EDIT: I need the factory to be a separate class (for dependency injection purposes) so I can't make it a static method of the class to be instantiated, and so I can't make new private.
You can make your concrete classes as nested private classes with public constructors inside your factory class - this way your factory can create them, others can't even see them. Anyway you return from factory some interface / abstract class, not concrete type. Of course you won't be able to cast your return type to a concrete type somewhere in a client code but first it's a sign of bad design, second you can always workaround it with more concrete interface / abstract class your nested private class inherits.
you can refer to the Eric Lippert's answer here (for a similar problem): Why Would I Ever Need to Use C# Nested Classes
Many people have mentioned using internal, but you can also make your constructors protected and derive a class that just has the static factory method in it. This doesn't prevent others from doing the same thing, but does a pretty good job at restricting direct access to your constructors.
Make the constructor internal and house the factory in the same assembly.
in same assembly
If the factory can't be in the same assembly or this method doesn't work for you, look to Dan's answer
I do not like to have the factory on the type itself especially if it is a domain object. Have it internal if you are having a separate class as factory (which I think you should). Use InternalVisible attribute if the factory is on the different assembly.
Make its constructors private and supply the factory method as a static method on the class itself.

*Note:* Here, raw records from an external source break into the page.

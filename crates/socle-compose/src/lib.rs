//! SoC composition and bring-up.
//!
//! Ties the address map, the clock/reset network and placeholder firmware
//! together for a concrete board:
//! - **Boards:** oscillators, fixed regions, flash preambles, CSR window, pins
//! - **Variants:** restricted data-only specializations of a board
//! - **Configuration:** ROM/SRAM sizes, boot source, reset address
//! - **Peripherals:** collaborator requests for regions and interrupt lines
//!
//! [`SocComposer::build`] produces a [`SocImage`] for the synthesis pipeline.
//! Board and variant files are handled by [`parse`].

pub mod board;
pub mod composer;
pub mod config;
pub mod error;
pub mod hash;
pub mod parse;
pub mod peripheral;
pub mod variant;

pub use board::{BoardDefaults, BoardDescriptor, CsrWindow, FlashLayout, PinResource, Subsignal};
pub use composer::{
    build, FirmwareSource, FirmwareSummary, SocComposer, SocImage, CPU_RESET_VECTOR, FLASH_BOOT_VECTOR, ROM_REGION,
    SRAM_REGION, USER_FLASH_REGION,
};
pub use config::{BootSource, ResolvedConfig, SocConfig};
pub use error::{ComposeError, Result};
pub use hash::{content_hash, hash_hex, ContentHash};
pub use parse::{
    board_to_toml, discover_boards, discover_variants, generate_template, load_board_toml, load_variant_toml,
    parse_board_toml, parse_variant_toml, validate_board, variant_to_toml, ValidationIssue,
};
pub use peripheral::{PeripheralRequest, ResolvedPeripherals, CONTROL_PERIPHERAL};
pub use variant::BoardVariant;
fn check_nesting(regions: &[AddressRegion], index: &HashMap<String, usize>) -> Result<()> {
    for region in regions {
        let mut child = region;
        let mut depth = 0;
        while let Some(parent_name) = &child.within {
            let parent = index
                .get(parent_name)
                .map(|&i| &regions[i])
                .ok_or_else(|| MapError::UnknownRegionReference {
                    name: parent_name.clone(),
                })?;
            depth += 1;
            if !child.fits_inside(parent) || depth > regions.len() {
                return Err(MapError::EscapesParent {
                    region: child.name.clone(),
                    parent: parent.name.clone(),
                });
            }
            child = parent;
        }
    }
    Ok(())
}

/// Nearest enabled ancestor of `region`, or `None` at the top level.
/// Reserved parents are transparent: their children compete with the
/// regions around them. Nesting has already been validated.
fn overlap_group<'a>(
    region: &AddressRegion,
    regions: &'a [AddressRegion],
    index: &HashMap<String, usize>,
) -> Option<&'a str> {
    let mut parent_name = region.within.as_deref();
    while let Some(name) = parent_name {
        let parent = &regions[*index.get(name)?];
        if parent.is_enabled() {
            return Some(parent.name.as_str());
        }
        parent_name = parent.within.as_deref();
    }
    None
}

/// Sort each sibling group by base and sweep, tracking the furthest-reaching
/// region seen so far. O(n log n) per group.
fn check_overlaps(regions: &[AddressRegion], index: &HashMap<String, usize>) -> Result<()> {
    let mut groups: BTreeMap<Option<&str>, Vec<&AddressRegion>> = BTreeMap::new();
    for region in regions.iter().filter(|r| r.is_enabled()) {
        groups
            .entry(overlap_group(region, regions, index))
            .or_default()
            .push(region);
    }

    for siblings in groups.values_mut() {
        siblings.sort_by(|a, b| a.base.cmp(&b.base).then(a.name.cmp(&b.name)));
        let mut reach: Option<(&AddressRegion, u64)> = None;
        for &region in siblings.iter() {
            let end = region.end()?;
            if let Some((prev, prev_end)) = reach {
                if region.base < prev_end {
                    return Err(MapError::Overlap {
                        region_a: prev.name.clone(),
                        region_b: region.name.clone(),
                        a_start: prev.base,
                        a_end: prev_end,
                        b_start: region.base,
                        b_end: end,
                    });
                }
            }
            if reach.map_or(true, |(_, prev_end)| end > prev_end) {
                reach = Some((region, end));
            }
        }
    }
    Ok(())
}
//! Clock domain declarations.
//!
//! Oscillators and PLL blocks are modelled symbolically: a domain records
//! where its clock comes from and the parameters of any derivation, never
//! the vendor primitive that realizes it.

use std::fmt;

use serde::{Deserialize, Serialize};

/// How a derived clock is produced from its parent.
#[derive(Debug, Clone, Copy, PartialEq, Eq, Hash, Serialize, Deserialize)]
#[serde(tag = "kind", rename_all = "kebab-case")]
pub enum Derivation {
    /// Simple-feedback PLL: `f_out = f_ref * (divf + 1) / ((divr + 1) * 2^divq)`.
    Pll { divr: u32, divf: u32, divq: u32 },
    /// Integer clock divider.
    Divider { divisor: u32 },
}

impl Derivation {
    /// Output frequency for a reference of `reference_hz`, or `None` if the
    /// parameters do not produce a clock.
    pub fn output_hz(&self, reference_hz: u64) -> Option<u64> {
        let hz = match *self {
            Derivation::Pll { divr, divf, divq } => {
                let num = reference_hz.checked_mul(u64::from(divf) + 1)?;
                let den = (u64::from(divr) + 1).checked_shl(divq)?;
                num / den
            }
            Derivation::Divider { divisor } => reference_hz.checked_div(u64::from(divisor))?,
        };
        (hz > 0).then_some(hz)
    }
}

impl fmt::Display for Derivation {
    fn fmt(&self, f: &mut fmt::Formatter<'_>) -> fmt::Result {
        match self {
            Derivation::Pll { divr, divf, divq } => write!(f, "pll(divr={divr}, divf={divf}, divq={divq})"),
            Derivation::Divider { divisor } => write!(f, "divide-by-{divisor}"),
        }
    }
}

/// Where a domain's clock comes from.
#[derive(Debug, Clone, PartialEq, Eq, Serialize, Deserialize)]
#[serde(tag = "type", rename_all = "kebab-case")]
pub enum ClockSource {
    /// A free-running on-board or on-die oscillator.
    #[serde(rename_all = "kebab-case")]
    PrimaryOscillator { frequency_hz: u64 },
    /// A clock supplied from outside the chip (a pin, a bus master).
    #[serde(rename_all = "kebab-case")]
    External {
        #[serde(default, skip_serializing_if = "Option::is_none")]
        frequency_hz: Option<u64>,
    },
    /// Produced from another domain's clock.
    Derived { from: String, derivation: Derivation },
}

/// A named clock domain.
#[derive(Debug, Clone, PartialEq, Eq, Serialize, Deserialize)]
#[serde(rename_all = "kebab-case")]
pub struct ClockDomain {
    /// Domain name (e.g., "sys", "usb_48").
    pub name: String,
    /// Clock source.
    pub source: ClockSource,
    /// A reset-less domain has no sequencer and is assumed stable at power-up.
    #[serde(default)]
    pub reset_less: bool,
}

impl ClockDomain {
    /// A domain driven directly by an oscillator.
    pub fn primary(name: impl Into<String>, frequency_hz: u64) -> Self {
        Self {
            name: name.into(),
            source: ClockSource::PrimaryOscillator { frequency_hz },
            reset_less: false,
        }
    }

    /// A domain clocked from outside the chip.
    pub fn external(name: impl Into<String>, frequency_hz: Option<u64>) -> Self {
        Self {
            name: name.into(),
            source: ClockSource::External { frequency_hz },
            reset_less: false,
        }
    }

    /// A domain derived from `from`.
    pub fn derived(name: impl Into<String>, from: impl Into<String>, derivation: Derivation) -> Self {
        Self {
            name: name.into(),
            source: ClockSource::Derived {
                from: from.into(),
                derivation,
            },
            reset_less: false,
        }
    }

    /// Mark the domain reset-less.
    pub fn reset_less(mut self) -> Self {
        self.reset_less = true;
        self
    }

    /// Parent domain, for derived domains.
    pub fn parent(&self) -> Option<&str> {
        match &self.source {
            ClockSource::Derived { from, .. } => Some(from),
            _ => None,
        }
    }

    /// Whether a power-on reset sequencer gates this domain.
    pub fn is_gated(&self) -> bool {
        !self.reset_less
    }
}

#[cfg(test)]
mod tests {
    use super::*;

    #[test]
    fn ice40_pll_48_to_16() {
        let pll = Derivation::Pll { divr: 2, divf: 63, divq: 6 };
        assert_eq!(pll.output_hz(48_000_000), Some(16_000_000));
    }

    #[test]
    fn ice40_pll_16_to_48() {
        let pll = Derivation::Pll { divr: 0, divf: 47, divq: 4 };
        assert_eq!(pll.output_hz(16_000_000), Some(48_000_000));
    }

    #[test]
    fn divider() {
        assert_eq!(Derivation::Divider { divisor: 4 }.output_hz(48_000_000), Some(12_000_000));
        assert_eq!(Derivation::Divider { divisor: 0 }.output_hz(48_000_000), None);
    }

    #[test]
    fn oversized_divq_is_rejected() {
        let pll = Derivation::Pll { divr: 0, divf: 0, divq: 80 };
        assert_eq!(pll.output_hz(48_000_000), None);
    }

    #[test]
    fn constructors() {
        let usb = ClockDomain::primary("usb_48", 48_000_000).reset_less();
        assert!(!usb.is_gated());
        let sys = ClockDomain::derived("sys", "usb_48", Derivation::Divider { divisor: 3 });
        assert_eq!(sys.parent(), Some("usb_48"));
        assert!(sys.is_gated());
    }

    #[test]
    fn serde_shape() {
        let sys = ClockDomain::derived("sys", "clk48", Derivation::Pll { divr: 2, divf: 63, divq: 6 });
        let json = serde_json::to_string(&sys).unwrap();
        assert!(json.contains("\"type\":\"derived\""));
        assert!(json.contains("\"kind\":\"pll\""));
        let back: ClockDomain = serde_json::from_str(&json).unwrap();
        assert_eq!(back, sys);

        let osc: ClockDomain =
            serde_json::from_str(r#"{"name":"clk48","source":{"type":"primary-oscillator","frequency-hz":48000000}}"#)
                .unwrap();
        assert_eq!(osc, ClockDomain::primary("clk48", 48_000_000));
    }
}
//! Build configuration.
//!
//! Every option is optional on disk. Unset sizes and the boot source fall
//! back to the board's defaults, then to the values documented on each
//! field.

use std::path::Path;

use serde::{Deserialize, Serialize};
use socle_image::{Endianness, DEFAULT_SEED};

use crate::board::BoardDescriptor;
use crate::error::{ComposeError, Result};

/// Where the CPU fetches its first instruction from.
#[derive(Debug, Clone, Copy, Default, PartialEq, Eq, Hash, Serialize, Deserialize)]
#[serde(rename_all = "kebab-case")]
pub enum BootSource {
    /// Integrated ROM in block RAM.
    #[default]
    InlineRom,
    /// SPI flash, past the gateware (and loader) preamble.
    ExternalFlash,
}

fn default_true() -> bool {
    true
}

fn default_seed() -> u64 {
    DEFAULT_SEED
}

/// Options for one SoC build.
#[derive(Debug, Clone, PartialEq, Eq, Serialize, Deserialize)]
#[serde(rename_all = "kebab-case")]
pub struct SocConfig {
    /// Integrated ROM size in bytes. Board default for inline-ROM boot, else 0.
    #[serde(default)]
    pub integrated_rom_size: Option<u64>,
    /// Integrated SRAM size in bytes. Board default, else 0.
    #[serde(default)]
    pub integrated_sram_size: Option<u64>,
    /// CPU reset address. Derived for external-flash boot; 0 otherwise.
    #[serde(default)]
    pub cpu_reset_address: Option<u64>,
    /// Board default, else inline ROM.
    #[serde(default)]
    pub boot_source: Option<BootSource>,
    /// Include the control (soft reset / scratch) peripheral. Default true.
    #[serde(default = "default_true")]
    pub with_control_peripheral: bool,
    /// Include a CPU. Bridge-only debug builds set this to false. Default true.
    #[serde(default = "default_true")]
    pub with_cpu: bool,
    /// Minimum firmware stub the boot ROM must hold.
    #[serde(default)]
    pub firmware_size: Option<u64>,
    /// Firmware stub placed in flash ahead of the user program. Board default, else none.
    #[serde(default)]
    pub flash_firmware_size: Option<u64>,
    /// Seed for placeholder firmware. Default 2373.
    #[serde(default = "default_seed")]
    pub placeholder_seed: u64,
    /// Byte order of the CPU bus. Default little.
    #[serde(default)]
    pub cpu_endianness: Endianness,
}

impl Default for SocConfig {
    fn default() -> Self {
        Self {
            integrated_rom_size: None,
            integrated_sram_size: None,
            cpu_reset_address: None,
            boot_source: None,
            with_control_peripheral: true,
            with_cpu: true,
            firmware_size: None,
            flash_firmware_size: None,
            placeholder_seed: DEFAULT_SEED,
            cpu_endianness: Endianness::Little,
        }
    }
}

/// A configuration with every board default filled in.
#[derive(Debug, Clone, PartialEq, Eq)]
pub struct ResolvedConfig {
    pub integrated_rom_size: u64,
    pub integrated_sram_size: u64,
    pub cpu_reset_address: Option<u64>,
    pub boot_source: BootSource,
    pub with_control_peripheral: bool,
    pub with_cpu: bool,
    pub firmware_size: Option<u64>,
    pub flash_firmware_size: Option<u64>,
    pub placeholder_seed: u64,
    pub cpu_endianness: Endianness,
}

impl SocConfig {
    /// Fill unset options from `board`.
    pub fn resolve(&self, board: &BoardDescriptor) -> ResolvedConfig {
        let d = &board.defaults;
        let boot_source = self.boot_source.unwrap_or(d.boot_source);
        let rom_default = match boot_source {
            BootSource::InlineRom => d.integrated_rom_size,
            BootSource::ExternalFlash => 0,
        };
        ResolvedConfig {
            integrated_rom_size: self.integrated_rom_size.unwrap_or(rom_default),
            integrated_sram_size: self.integrated_sram_size.unwrap_or(d.integrated_sram_size),
            cpu_reset_address: self.cpu_reset_address,
            boot_source,
            with_control_peripheral: self.with_control_peripheral,
            with_cpu: self.with_cpu,
            firmware_size: self.firmware_size,
            flash_firmware_size: self.flash_firmware_size.or(d.flash_firmware_size),
            placeholder_seed: self.placeholder_seed,
            cpu_endianness: self.cpu_endianness,
        }
    }

    /// Parse a configuration from TOML.
    pub fn from_toml(toml_str: &str) -> Result<Self> {
        Ok(toml::from_str(toml_str)?)
    }

    /// Load a configuration file.
    pub fn load(path: &Path) -> Result<Self> {
        if !path.exists() {
            return Err(ComposeError::NotFound {
                path: path.to_path_buf(),
            });
        }
        Self::from_toml(&std::fs::read_to_string(path)?)
    }
}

In most cases you can just make the constructors internal, allowing you to break the factory out into its own class - I've found it's often not worth trying to prevent my own team from using
new
to create instances within the class' assembly.If the factory is in the same assembly and you only need protection against external assemblies instantiating the class, you can make the constructor internal. The only way I know to prevent this for all other classes (including those in the same assembly) is to make the instantiated class a nested private class of the factory and only expose it as an interface. If the class is its own factory (a static factory method), then you can make the constructor private, as others have mentioned.